Samedi 31 mai 2014, le « Collectif citoyen face à l’imposture politique et la diffusion des idées d’extrême droite » organisait à Nice une conférence-débat sur le thème « Passerelles et confusion – Hier et aujourd’hui, quelles passerelles entre l’extrême droite et la « gauche nationaliste » ? En quoi la confusion est-elle nécessaire à l’extrême droite, comme elle le fut dans les années vingt et trente en Europe ? ».
Trois historiens nous ont fait l’honneur et le plaisir de participer à cet événement : Shlomo Sand, professeur à l’Université de Tel-Aviv ; Yvan Gastaut, enseignant à l’université de Nice et spécialiste de l’histoire des immigrations ; et Jean-Paul Gautier, spécialiste de l’histoire des extrêmes droites en France et coauteur de La Galaxie Dieudonné (2011, éd.Syllepse).
En introduction, Richard Desserme, un des animateurs du collectif, a présenté l’historique du collectif et les raisons qui nous ont amené à organiser cette conférence-débat : une inquiétude face à des passerelles qui se créent entre les extrêmes droites et des individus/mouvements qui se réclament de la Gauche tout en proposant un repli nationaliste, tout cela dans une période marquée par la confusion politique et une extrême droite à l’offensive.
La conférence-débat a été organisé en trois temps :
Tout d’abord, Yvan Gastaut et Shlomo Sand sont intervenus, à deux voix, sur les deux premiers thèmes de la conférence : les « Passerelles et confusion dans l’histoire » et « Sommes-nous dans les années trente ? ». Avec des différences d’analyses, notamment sur l’existence d’un « fascisme français », les deux intervenants ont mis en avant l’existence d’une longue histoire de ces passerelles depuis la fin du XIXème siècle tout particulièrement dans les périodes de crise politique et/ou économique toujours très propices à la confusion idéologique et au détournement des concepts politiques.
On pourra retenir trois choses de ces introductions :
-la généalogie du fascisme au début du XXème siècle n’est pas pensable en dehors de ces « passerelles et confusion ». Mussolini est à l’origine une figure du socialisme italien et c’est le choc de la Première Guerre mondiale qui le poussera à réinterpréter des catégories de gauche dans une optique nationaliste. Des évolutions de ce type là existeront aussi dans les années trente en France, notamment à travers le personnage de Jacques Doriot, un communiste qui dérivera progressivement vers le fascisme à partir de 1934 pour terminer dans l’ultra-collaborationnisme.

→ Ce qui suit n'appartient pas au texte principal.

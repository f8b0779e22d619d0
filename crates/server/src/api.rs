//! HTTP API for sizing calculations, catalog listings, health checks and
//! Prometheus metrics

use axum::{
    extract::State,
    http::StatusCode,
    response::IntoResponse,
    routing::{get, post},
    Json, Router,
};
use prometheus::{Encoder, TextEncoder};
use serde::Serialize;
use sizer_lib::{K8sSizingInput, ResourceCatalog, SizingEngine};
use std::sync::Arc;
use std::time::Instant;
use tracing::{info, warn};

use crate::observability::ServerMetrics;

/// Shared application state
#[derive(Clone)]
pub struct AppState {
    pub engine: Arc<SizingEngine>,
    pub catalog: Arc<dyn ResourceCatalog>,
    pub metrics: ServerMetrics,
}

impl AppState {
    pub fn new(catalog: Arc<dyn ResourceCatalog>, metrics: ServerMetrics) -> Self {
        Self {
            engine: Arc::new(SizingEngine::new(catalog.clone())),
            catalog,
            metrics,
        }
    }
}

/// Error body returned for rejected sizing requests; the engine's message
/// is surfaced verbatim since it always names a correctable field or id.
#[derive(Debug, Serialize)]
struct ErrorResponse {
    error: String,
}

/// Run a sizing calculation
async fn calculate(
    State(state): State<Arc<AppState>>,
    Json(input): Json<K8sSizingInput>,
) -> impl IntoResponse {
    let start = Instant::now();
    let result = state.engine.calculate(&input);
    state
        .metrics
        .observe_calculation_latency(start.elapsed().as_secs_f64());

    match result {
        Ok(result) => {
            state.metrics.record_calculation();
            (StatusCode::OK, Json(result)).into_response()
        }
        Err(err) => {
            state.metrics.record_error();
            warn!(error = %err, "sizing request rejected");
            // Lookup misses point at a missing catalog entry
            let status = if err.is_lookup_miss() {
                StatusCode::NOT_FOUND
            } else {
                StatusCode::UNPROCESSABLE_ENTITY
            };
            (
                status,
                Json(ErrorResponse {
                    error: err.to_string(),
                }),
            )
                .into_response()
        }
    }
}

/// List known distribution ids
async fn distributions(State(state): State<Arc<AppState>>) -> impl IntoResponse {
    Json(state.catalog.distributions())
}

/// List known technology ids
async fn technologies(State(state): State<Arc<AppState>>) -> impl IntoResponse {
    Json(state.catalog.technologies())
}

#[derive(Debug, Serialize)]
struct HealthResponse {
    status: &'static str,
}

/// Liveness probe; the server is stateless, so healthy once serving
async fn healthz() -> impl IntoResponse {
    (StatusCode::OK, Json(HealthResponse { status: "healthy" }))
}

#[derive(Debug, Serialize)]
struct ReadinessResponse {
    ready: bool,
}

/// Readiness probe
async fn readyz() -> impl IntoResponse {
    (StatusCode::OK, Json(ReadinessResponse { ready: true }))
}

/// Prometheus metrics endpoint
async fn metrics() -> impl IntoResponse {
    let encoder = TextEncoder::new();
    let metric_families = prometheus::gather();
    let mut buffer = Vec::new();

    if let Err(err) = encoder.encode(&metric_families, &mut buffer) {
        warn!(error = %err, "failed to encode metrics");
        return (StatusCode::INTERNAL_SERVER_ERROR, Vec::new()).into_response();
    }

    (
        StatusCode::OK,
        [("content-type", "text/plain; charset=utf-8")],
        buffer,
    )
        .into_response()
}

/// Create the API router
pub fn create_router(state: Arc<AppState>) -> Router {
    Router::new()
        .route("/api/v1/calculate", post(calculate))
        .route("/api/v1/distributions", get(distributions))
        .route("/api/v1/technologies", get(technologies))
        .route("/healthz", get(healthz))
        .route("/readyz", get(readyz))
        .route("/metrics", get(metrics))
        .with_state(state)
}

/// Start the API server
pub async fn serve(port: u16, state: Arc<AppState>) -> anyhow::Result<()> {
    let app = create_router(state);

    let addr = format!("0.0.0.0:{}", port);
    info!(addr = %addr, "Starting API server");

    let listener = tokio::net::TcpListener::bind(&addr).await?;
    axum::serve(listener, app).await?;

    Ok(())
}
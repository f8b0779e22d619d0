//! CLI command implementations

pub mod calculate;
pub mod catalog;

-la confusion qui existe dans une partie de la gauche et qui favorise la droite extrême et l’extrême droite (Shlomo Sand parle de « droite nationale ») est une des conséquences de la défaite idéologique et culturelle de la gauche. Ainsi, la gauche socialiste a ouvert la porte à la « droite nationale » à partir du moment où elle s’est mise à attaquer l’immigration en attaquant l’islam sous couvert de laïcité. Depuis les années soixante-dix, la gauche a perdu l’hégémonie culturelle et c’est un élément important des confusions actuelles.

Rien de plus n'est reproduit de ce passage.